--- Records to use ---

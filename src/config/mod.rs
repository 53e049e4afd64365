//! Configuration module for Mizuchi Transfr
//!
//! Handles loading and parsing of YAML configuration files with support for
//! environment variable expansion and validation.

use serde::{Deserialize, Serialize};
use std::path::{Path, PathBuf};
use thiserror::Error;

mod loader;

pub use loader::ConfigLoader;

/// Expand environment variables in a string.
///
/// Supports two syntaxes:
/// - `${VAR_NAME}` - Simple expansion, keeps placeholder if var not found
/// - `${VAR_NAME:-default}` - Expansion with default value
fn expand_env_vars(s: &str) -> String {
    let re = regex_lite::Regex::new(r"\$\{([A-Z_][A-Z0-9_]*)(?::-([^}]+))?\}").unwrap();
    let mut last_match = 0;
    let mut result = String::with_capacity(s.len());

    for cap in re.captures_iter(s) {
        let full_match = cap.get(0).unwrap();
        let var_name = cap.get(1).unwrap().as_str();

        result.push_str(&s[last_match..full_match.start()]);

        let value = match std::env::var(var_name) {
            Ok(val) => val,
            Err(_) => {
                if let Some(default) = cap.get(2) {
                    default.as_str().to_string()
                } else {
                    // No env var and no default. Keep the original placeholder.
                    full_match.as_str().to_string()
                }
            }
        };
        result.push_str(&value);

        last_match = full_match.end();
    }

    result.push_str(&s[last_match..]);
    result
}

/// Custom deserializer for strings with environment variable expansion
fn deserialize_with_env<'de, D>(deserializer: D) -> Result<String, D::Error>
where
    D: serde::de::Deserializer<'de>,
{
    let s = String::deserialize(deserializer)?;
    Ok(expand_env_vars(&s))
}

/// Validate that a URL starts with http:// or https://
fn is_valid_http_url(url: &str) -> bool {
    url.starts_with("http://") || url.starts_with("https://")
}

/// Configuration errors
#[derive(Error, Debug)]
pub enum ConfigError {
    #[error("Failed to read config file: {0}")]
    IoError(#[from] std::io::Error),

    #[error("Failed to parse config: {0}")]
    ParseError(#[from] serde_yaml::Error),

    #[error("Invalid configuration: {0}")]
    ValidationError(String),
}

/// Main configuration structure
#[derive(Debug, Clone, Serialize, Deserialize)]
pub struct Config {
    pub service: ServiceConfig,
    #[serde(default)]
    pub transfer: TransferConfig,
    #[serde(default)]
    pub store: StoreConfig,
}

impl Config {
    /// Load configuration from a file
    pub fn load<P: AsRef<Path>>(path: P) -> Result<Self, ConfigError> {
        ConfigLoader::load(path)
    }

    /// Validate the configuration
    pub fn validate(&self) -> Result<(), ConfigError> {
        if !is_valid_http_url(&self.service.endpoint) {
            return Err(ConfigError::ValidationError(
                "Invalid service endpoint: must start with http:// or https://".into(),
            ));
        }

        if self.transfer.chunk_size == 0 {
            return Err(ConfigError::ValidationError(
                "chunk_size must be greater than zero".into(),
            ));
        }

        if self.transfer.concurrent_parts == 0 {
            return Err(ConfigError::ValidationError(
                "concurrent_parts must be greater than zero".into(),
            ));
        }

        if self.transfer.max_file_size == 0 {
            return Err(ConfigError::ValidationError(
                "max_file_size must be greater than zero".into(),
            ));
        }

        if self.transfer.retry.max_attempts == 0 {
            return Err(ConfigError::ValidationError(
                "retry.max_attempts must be at least 1".into(),
            ));
        }

        Ok(())
    }
}

/// Remote upload service configuration
#[derive(Debug, Clone, Serialize, Deserialize)]
pub struct ServiceConfig {
    /// Base endpoint of the upload session service. Supports ${VAR} and
    /// ${VAR:-default} expansion.
    #[serde(deserialize_with = "deserialize_with_env")]
    pub endpoint: String,

    /// Per-request timeout in seconds. A stalled call fails as a
    /// retryable transport error rather than hanging. Default: 30
    #[serde(default = "default_request_timeout")]
    pub timeout_seconds: u64,
}

fn default_request_timeout() -> u64 {
    30
}

/// Transfer configuration
#[derive(Debug, Clone, Serialize, Deserialize)]
pub struct TransferConfig {
    /// Bytes per part, fixed at session creation. Default: 5MB
    #[serde(default = "default_chunk_size")]
    pub chunk_size: u64,

    /// Bounded worker pool size. Default: 3
    #[serde(default = "default_concurrent_parts")]
    pub concurrent_parts: usize,

    /// Files larger than this are rejected before contacting the remote
    /// service. Default: 500MB
    #[serde(default = "default_max_file_size")]
    pub max_file_size: u64,

    #[serde(default)]
    pub retry: RetryConfig,
}

impl Default for TransferConfig {
    fn default() -> Self {
        Self {
            chunk_size: default_chunk_size(),
            concurrent_parts: default_concurrent_parts(),
            max_file_size: default_max_file_size(),
            retry: RetryConfig::default(),
        }
    }
}

fn default_chunk_size() -> u64 {
    crate::plan::DEFAULT_CHUNK_SIZE
}

fn default_concurrent_parts() -> usize {
    3
}

fn default_max_file_size() -> u64 {
    524288000 // 500MB
}

/// Per-part retry configuration
#[derive(Debug, Clone, Serialize, Deserialize)]
pub struct RetryConfig {
    /// Attempts per part before escalating the failure. Default: 3
    #[serde(default = "default_max_attempts")]
    pub max_attempts: u32,

    /// Initial backoff in milliseconds, doubled per attempt. Default: 500
    #[serde(default = "default_backoff_ms")]
    pub backoff_ms: u64,
}

impl Default for RetryConfig {
    fn default() -> Self {
        Self {
            max_attempts: default_max_attempts(),
            backoff_ms: default_backoff_ms(),
        }
    }
}

fn default_max_attempts() -> u32 {
    3
}

fn default_backoff_ms() -> u64 {
    500
}

/// Session store configuration
#[derive(Debug, Clone, Serialize, Deserialize)]
pub struct StoreConfig {
    /// Directory holding persisted session records. Supports ${VAR}
    /// expansion. Default: ".mizuchi-transfr/sessions"
    #[serde(
        default = "default_store_path",
        deserialize_with = "deserialize_with_env"
    )]
    pub path: String,

    /// Sessions untouched for longer than this are eligible for
    /// pruning. Default: 7
    #[serde(default = "default_retention_days")]
    pub retention_days: i64,
}

impl Default for StoreConfig {
    fn default() -> Self {
        Self {
            path: default_store_path(),
            retention_days: default_retention_days(),
        }
    }
}

impl StoreConfig {
    pub fn path_buf(&self) -> PathBuf {
        PathBuf::from(&self.path)
    }
}

fn default_store_path() -> String {
    ".mizuchi-transfr/sessions".to_string()
}

fn default_retention_days() -> i64 {
    7
}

---

List, from the entries above, every line in which the word "endpoint" shows up.

        if !is_valid_http_url(&self.service.endpoint) {
                "Invalid service endpoint: must start with http:// or https://".into(),
    /// Base endpoint of the upload session service. Supports ${VAR} and
    pub endpoint: String,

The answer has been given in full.